In this sense, we are both at the frontlines, and just at the beginning of what will be a long war of attrition against the COVID-19 infodemic. Fortunately, international and national stakeholders are taking this challenge seriously, with organizations such as United Nations, Interpol, the European Anti-Fraud Office, the FBI, the FTC, the U.S. Department of Homeland Security and the FDA issuing warnings and fraud alerts to the public while also attempting to stem the tide of unauthorized and fraudulent products being sold online and offline. We are also trying to do our part by building a prototype data dashboard solution that scans popular social media platforms, categorizes illicit COVID-19 sales with machine learning, and displays them in a way to enable public health and law enforcement intelligence (see Figure 1) and have shared these dashboards with the colleagues at the FDA and WHO.

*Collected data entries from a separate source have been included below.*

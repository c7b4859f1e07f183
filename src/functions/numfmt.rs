//! .NET-style numeric format strings
//!
//! Standard formats are a letter with an optional precision (`F2`, `N0`,
//! `x4`). Anything else is a custom format built from `0 # . , %`, quoted
//! or escaped literals, and up to three `;`-separated sections for positive,
//! negative and zero values. Midpoints round away from zero.

use super::FunctionError;

/// Largest precision at which pre-rounding by scaling is still exact enough
const MAX_SCALED_DECIMALS: usize = 15;

/// Format with a fixed number of decimals
pub fn fixed(value: f64, decimals: usize) -> String {
    let formatted = format!("{:.*}", decimals, round_half_away(value, decimals));
    strip_negative_zero(formatted)
}

/// Fixed decimals with trailing zeros (and a bare point) removed
pub fn fixed_trimmed(value: f64, decimals: usize) -> String {
    trim_fraction(fixed(value, decimals))
}

/// Shortest representation that reads back to the same value
///
/// Switches to `1E+15` style notation below 1e-4 and from 1e15 up.
pub fn shortest(value: f64) -> String {
    if let Some(special) = non_finite(value) {
        return special;
    }
    let value = if value == 0.0 { 0.0 } else { value };
    let scientific = format!("{:e}", value);
    let (mantissa, exponent) = split_exponent(&scientific);
    if (-4..15).contains(&exponent) {
        value.to_string()
    } else {
        format!("{}E{}", mantissa, signed_exponent(exponent, 2))
    }
}

/// Format a floating point value
pub fn format_float(value: f64, format: &str) -> Result<String, FunctionError> {
    if format.is_empty() {
        return Ok(shortest(value));
    }
    match parse_standard(format) {
        Some((letter, precision)) => standard(value, letter, precision, format),
        None => Ok(custom(value, format)),
    }
}

/// Format an integer value; adds hexadecimal (`X`, `x`) to the float formats
pub fn format_integer(value: i64, format: &str) -> Result<String, FunctionError> {
    match parse_standard(format) {
        Some(('D' | 'd', precision)) => Ok(decimal(value, precision)),
        Some((letter @ ('X' | 'x'), precision)) => Ok(hex(value, letter, precision)),
        _ => format_float(value as f64, format),
    }
}

fn standard(
    value: f64,
    letter: char,
    precision: Option<usize>,
    format: &str,
) -> Result<String, FunctionError> {
    if let Some(special) = non_finite(value) {
        return Ok(special);
    }
    let formatted = match letter {
        'F' | 'f' => fixed(value, precision.unwrap_or(2)),
        'N' | 'n' => grouped(&fixed(value, precision.unwrap_or(2))),
        'P' | 'p' => format!("{}%", grouped(&fixed(value * 100.0, precision.unwrap_or(2)))),
        'E' | 'e' => exponential(value, precision.unwrap_or(6), letter, 3),
        'G' | 'g' => general(value, precision.unwrap_or(0), letter),
        'R' | 'r' => shortest(value),
        'D' | 'd' | 'X' | 'x' => {
            let integer = as_integer(value)
                .ok_or_else(|| FunctionError::IntegerRequired(format.to_string()))?;
            return format_integer(integer, format);
        }
        _ => return Err(FunctionError::InvalidFormat(format.to_string())),
    };
    Ok(formatted)
}

/// A letter followed by at most two digits
fn parse_standard(format: &str) -> Option<(char, Option<usize>)> {
    let mut chars = format.chars();
    let letter = chars.next().filter(|c| c.is_ascii_alphabetic())?;
    let digits = chars.as_str();
    if digits.is_empty() {
        return Some((letter, None));
    }
    if digits.len() <= 2 && digits.bytes().all(|b| b.is_ascii_digit()) {
        return digits.parse().ok().map(|p| (letter, Some(p)));
    }
    None
}

fn as_integer(value: f64) -> Option<i64> {
    (value.fract() == 0.0 && value.abs() < i64::MAX as f64).then_some(value as i64)
}

fn decimal(value: i64, precision: Option<usize>) -> String {
    let width = precision.unwrap_or(0);
    let digits = format!("{:0width$}", value.unsigned_abs(), width = width);
    if value < 0 {
        format!("-{}", digits)
    } else {
        digits
    }
}

fn hex(value: i64, letter: char, precision: Option<usize>) -> String {
    let width = precision.unwrap_or(0);
    if letter == 'X' {
        format!("{:0width$X}", value, width = width)
    } else {
        format!("{:0width$x}", value, width = width)
    }
}

fn exponential(value: f64, precision: usize, letter: char, min_digits: usize) -> String {
    let formatted = format!("{:.*e}", precision, value);
    let (mantissa, exponent) = split_exponent(&formatted);
    let marker = if letter.is_ascii_uppercase() { 'E' } else { 'e' };
    format!(
        "{}{}{}",
        mantissa,
        marker,
        signed_exponent(exponent, min_digits)
    )
}

fn general(value: f64, precision: usize, letter: char) -> String {
    if precision == 0 {
        return shortest(value);
    }
    let formatted = format!("{:.*e}", precision - 1, value);
    let (mantissa, exponent) = split_exponent(&formatted);
    if exponent >= -4 && exponent < precision as i32 {
        let decimals = (precision as i32 - 1 - exponent).max(0) as usize;
        fixed_trimmed(value, decimals)
    } else {
        let marker = if letter.is_ascii_uppercase() { 'E' } else { 'e' };
        format!(
            "{}{}{}",
            trim_fraction(mantissa.to_string()),
            marker,
            signed_exponent(exponent, 2)
        )
    }
}

fn custom(value: f64, format: &str) -> String {
    if let Some(special) = non_finite(value) {
        return special;
    }
    let sections = split_sections(format);
    let pick = |i: usize| sections.get(i).filter(|s| !s.is_empty());

    if value < 0.0 {
        if let Some(negative) = pick(1) {
            return render_section(negative, -value, false);
        }
    } else if value == 0.0 {
        if let Some(zero) = pick(2) {
            return render_section(zero, 0.0, false);
        }
    }
    render_section(&sections[0], value.abs(), value < 0.0)
}

#[derive(Debug, Clone, PartialEq)]
enum Item {
    /// Digit placeholder; `true` for `0`, `false` for `#`
    Digit(bool),
    Point,
    Group,
    Percent,
    Literal(String),
}

/// Split on unquoted, unescaped `;`
fn split_sections(format: &str) -> Vec<String> {
    let mut sections = Vec::new();
    let mut current = String::new();
    let mut quote = None;
    let mut chars = format.chars();
    while let Some(c) = chars.next() {
        match (c, quote) {
            ('\\', _) => {
                current.push(c);
                if let Some(next) = chars.next() {
                    current.push(next);
                }
            }
            ('\'' | '"', None) => {
                quote = Some(c);
                current.push(c);
            }
            (c, Some(q)) if c == q => {
                quote = None;
                current.push(c);
            }
            (';', None) => sections.push(std::mem::take(&mut current)),
            _ => current.push(c),
        }
    }
    sections.push(current);
    sections
}

fn parse_items(section: &str) -> Vec<Item> {
    let mut items = Vec::new();
    let mut seen_point = false;
    let mut chars = section.chars();
    while let Some(c) = chars.next() {
        let item = match c {
            '0' => Item::Digit(true),
            '#' => Item::Digit(false),
            '.' if !seen_point => {
                seen_point = true;
                Item::Point
            }
            // Later points are ignored
            '.' => continue,
            ',' => Item::Group,
            '%' => Item::Percent,
            '\\' => match chars.next() {
                Some(next) => Item::Literal(next.to_string()),
                None => continue,
            },
            '\'' | '"' => {
                let quoted: String = chars.by_ref().take_while(|&q| q != c).collect();
                Item::Literal(quoted)
            }
            other => Item::Literal(other.to_string()),
        };
        items.push(item);
    }
    items
}

fn render_section(section: &str, value: f64, negative: bool) -> String {
    let items = parse_items(section);
    let point = items.iter().position(|i| *i == Item::Point);
    let (int_items, frac_items) = match point {
        Some(p) => (&items[..p], &items[p + 1..]),
        None => (&items[..], &items[..0]),
    };

    let last_int_digit = int_items.iter().rposition(|i| matches!(i, Item::Digit(_)));
    let first_int_digit = int_items.iter().position(|i| matches!(i, Item::Digit(_)));

    // Commas right after the last integer placeholder scale by 1000 each,
    // commas between placeholders turn on grouping
    let scaling = last_int_digit.map_or(0, |last| {
        int_items[last + 1..]
            .iter()
            .take_while(|i| **i == Item::Group)
            .count()
    });
    let grouping = match (first_int_digit, last_int_digit) {
        (Some(first), Some(last)) => int_items[first..last].contains(&Item::Group),
        _ => false,
    };
    let percents = items.iter().filter(|i| **i == Item::Percent).count();

    let mut value = value;
    for _ in 0..percents {
        value *= 100.0;
    }
    for _ in 0..scaling {
        value /= 1000.0;
    }

    let min_int = first_zero_run(int_items.iter());
    let frac_placeholders: Vec<&Item> = frac_items
        .iter()
        .filter(|i| matches!(i, Item::Digit(_)))
        .collect();
    let frac_digit_count = frac_placeholders.len();
    let min_frac = frac_placeholders
        .iter()
        .rposition(|i| **i == Item::Digit(true))
        .map_or(0, |p| p + 1);
    let has_placeholders = first_int_digit.is_some() || frac_digit_count > 0;

    let rounded = fixed(value, frac_digit_count);
    let (int_str, frac_str) = rounded.split_once('.').unwrap_or((rounded.as_str(), ""));

    let mut int_digits: Vec<char> = int_str.trim_start_matches('0').chars().collect();
    while int_digits.len() < min_int {
        int_digits.insert(0, '0');
    }
    let mut frac_digits: Vec<char> = frac_str.chars().collect();
    while frac_digits.len() > min_frac && frac_digits.last() == Some(&'0') {
        frac_digits.pop();
    }

    // Integer part is laid out right to left so literals keep their place
    let mut reversed: Vec<char> = Vec::new();
    let mut remaining = int_digits.len();
    let mut emitted = 0usize;
    let mut push_digit = |reversed: &mut Vec<char>, digit: char| {
        if grouping && emitted > 0 && emitted % 3 == 0 {
            reversed.push(',');
        }
        reversed.push(digit);
        emitted += 1;
    };
    for (i, item) in int_items.iter().enumerate().rev() {
        match item {
            Item::Digit(_) if Some(i) == first_int_digit => {
                while remaining > 0 {
                    remaining -= 1;
                    push_digit(&mut reversed, int_digits[remaining]);
                }
            }
            Item::Digit(_) => {
                if remaining > 0 {
                    remaining -= 1;
                    push_digit(&mut reversed, int_digits[remaining]);
                }
            }
            Item::Percent => reversed.push('%'),
            Item::Literal(text) => reversed.extend(text.chars().rev()),
            Item::Group | Item::Point => {}
        }
    }
    if has_placeholders {
        while remaining > 0 {
            remaining -= 1;
            push_digit(&mut reversed, int_digits[remaining]);
        }
    }

    let mut out = String::new();
    let is_zero = int_digits.iter().chain(&frac_digits).all(|&d| d == '0');
    if negative && !is_zero {
        out.push('-');
    }
    out.extend(reversed.iter().rev());
    if !frac_digits.is_empty() {
        out.push('.');
    }

    let mut next = frac_digits.iter();
    for item in frac_items {
        match item {
            Item::Digit(_) => {
                if let Some(&d) = next.next() {
                    out.push(d);
                }
            }
            Item::Percent => out.push('%'),
            Item::Literal(text) => out.push_str(text),
            Item::Group | Item::Point => {}
        }
    }
    out
}

/// Placeholders from the first `0` onwards always print a digit
fn first_zero_run<'a>(items: impl Iterator<Item = &'a Item>) -> usize {
    let digits: Vec<&Item> = items.filter(|i| matches!(i, Item::Digit(_))).collect();
    digits
        .iter()
        .position(|i| **i == Item::Digit(true))
        .map_or(0, |first| digits.len() - first)
}

fn round_half_away(value: f64, decimals: usize) -> f64 {
    if decimals > MAX_SCALED_DECIMALS || !value.is_finite() {
        return value;
    }
    let scale = 10f64.powi(decimals as i32);
    let scaled = value * scale;
    if !scaled.is_finite() || scaled.abs() >= 1e17 {
        return value;
    }
    scaled.round() / scale
}

fn grouped(number: &str) -> String {
    let (sign, unsigned) = match number.strip_prefix('-') {
        Some(rest) => ("-", rest),
        None => ("", number),
    };
    let (int_part, rest) = match unsigned.find('.') {
        Some(p) => unsigned.split_at(p),
        None => (unsigned, ""),
    };
    let mut out = String::with_capacity(number.len() + int_part.len() / 3);
    out.push_str(sign);
    for (i, c) in int_part.chars().enumerate() {
        if i > 0 && (int_part.len() - i) % 3 == 0 {
            out.push(',');
        }
        out.push(c);
    }
    out.push_str(rest);
    out
}

fn trim_fraction(number: String) -> String {
    if !number.contains('.') {
        return number;
    }
    number
        .trim_end_matches('0')
        .trim_end_matches('.')
        .to_string()
}

fn strip_negative_zero(number: String) -> String {
    match number.strip_prefix('-') {
        Some(rest) if rest.chars().all(|c| c == '0' || c == '.') => rest.to_string(),
        _ => number,
    }
}

fn split_exponent(scientific: &str) -> (&str, i32) {
    match scientific.split_once(|c| c == 'e' || c == 'E') {
        Some((mantissa, exponent)) => (mantissa, exponent.parse().unwrap_or(0)),
        None => (scientific, 0),
    }
}

fn signed_exponent(exponent: i32, min_digits: usize) -> String {
    let sign = if exponent < 0 { '-' } else { '+' };
    format!("{}{:0width$}", sign, exponent.abs(), width = min_digits)
}

fn non_finite(value: f64) -> Option<String> {
    if value.is_nan() {
        Some("NaN".into())
    } else if value.is_infinite() {
        Some(if value > 0.0 { "Infinity" } else { "-Infinity" }.into())
    } else {
        None
    }
}
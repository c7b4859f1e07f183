//! Parser for naming patterns

pub mod ast;
mod grammar;
pub mod lexer;

pub use ast::*;
pub use grammar::parse;
//! String functions; positions and lengths count characters, not bytes

use super::{parse_number, CallArgs, FunctionError, MAX_PAD_WIDTH};

pub fn len(args: &CallArgs<'_, '_>) -> Result<String, FunctionError> {
    Ok(args.eval(0).chars().count().to_string())
}

/// `{{#substring: text | start | length }}`
///
/// A negative start counts from the end; out-of-range values are clamped.
pub fn substring(args: &CallArgs<'_, '_>) -> Result<String, FunctionError> {
    let text: Vec<char> = args.eval(0).chars().collect();
    let start = args.integer(1)?;
    let length = match args.eval_non_empty(2) {
        Some(length) => Some(parse_number(&length)?.trunc() as i64),
        None => None,
    };
    Ok(char_slice(&text, start, length))
}

fn char_slice(text: &[char], start: i64, length: Option<i64>) -> String {
    let total = text.len() as i64;
    let start = if start < 0 {
        (total + start).max(0)
    } else {
        start.min(total)
    };
    let available = total - start;
    let length = length.map_or(available, |l| l.clamp(0, available));
    text[start as usize..(start + length) as usize].iter().collect()
}

/// `{{#replace: text | find | replace by }}`
pub fn replace(args: &CallArgs<'_, '_>) -> Result<String, FunctionError> {
    let text = args.eval(0);
    let find = args.eval(1);
    if find.is_empty() {
        return Ok(text);
    }
    Ok(text.replace(&find, &args.eval(2)))
}

/// `{{#indexof: text | find }}`, empty when not found
pub fn indexof(args: &CallArgs<'_, '_>) -> Result<String, FunctionError> {
    let text = args.eval(0);
    let needle = args.eval(1);
    Ok(text
        .find(&needle)
        .map(|byte| text[..byte].chars().count().to_string())
        .unwrap_or_default())
}

pub fn padleft(args: &CallArgs<'_, '_>) -> Result<String, FunctionError> {
    pad(args, Side::Left)
}

pub fn padright(args: &CallArgs<'_, '_>) -> Result<String, FunctionError> {
    pad(args, Side::Right)
}

enum Side {
    Left,
    Right,
}

fn pad(args: &CallArgs<'_, '_>, side: Side) -> Result<String, FunctionError> {
    let text = args.eval(0);
    let width = args.integer(1)?;
    let width = match usize::try_from(width.max(0)) {
        Ok(width) if width <= MAX_PAD_WIDTH => width,
        _ => return Err(FunctionError::WidthTooLarge(width)),
    };
    let fill = args.eval(2).chars().next().unwrap_or(' ');
    let missing = width.saturating_sub(text.chars().count());
    let padding: String = std::iter::repeat(fill).take(missing).collect();
    Ok(match side {
        Side::Left => padding + &text,
        Side::Right => text + &padding,
    })
}

/// `{{#casing: text | U, L or T }}`
pub fn casing(args: &CallArgs<'_, '_>) -> Result<String, FunctionError> {
    let text = args.eval(0);
    let mode = args.eval(1);
    match mode.trim().to_ascii_lowercase().as_str() {
        "u" | "upper" => Ok(text.to_uppercase()),
        "l" | "lower" => Ok(text.to_lowercase()),
        "t" | "title" => Ok(title_case(&text)),
        _ => Err(FunctionError::UnknownCasing(mode.trim().to_string())),
    }
}

fn title_case(text: &str) -> String {
    let mut out = String::with_capacity(text.len());
    let mut word_start = true;
    for c in text.chars() {
        if c.is_whitespace() {
            word_start = true;
            out.push(c);
        } else if word_start {
            word_start = false;
            out.extend(c.to_uppercase());
        } else {
            out.extend(c.to_lowercase());
        }
    }
    out
}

Figure 1:  Prototype COVID-19 Product Surveillance Dashboard Developed by S-3 Research

Vigilance, perseverance and continued innovation will be needed by all stakeholders to effectively combat COVID-19-related misinformation, scammers, fraudsters and counterfeiters in this unprecedented time of crisis. Even when this pandemic slows, its accompanying cybercrime syndemic is likely to continue to go viral.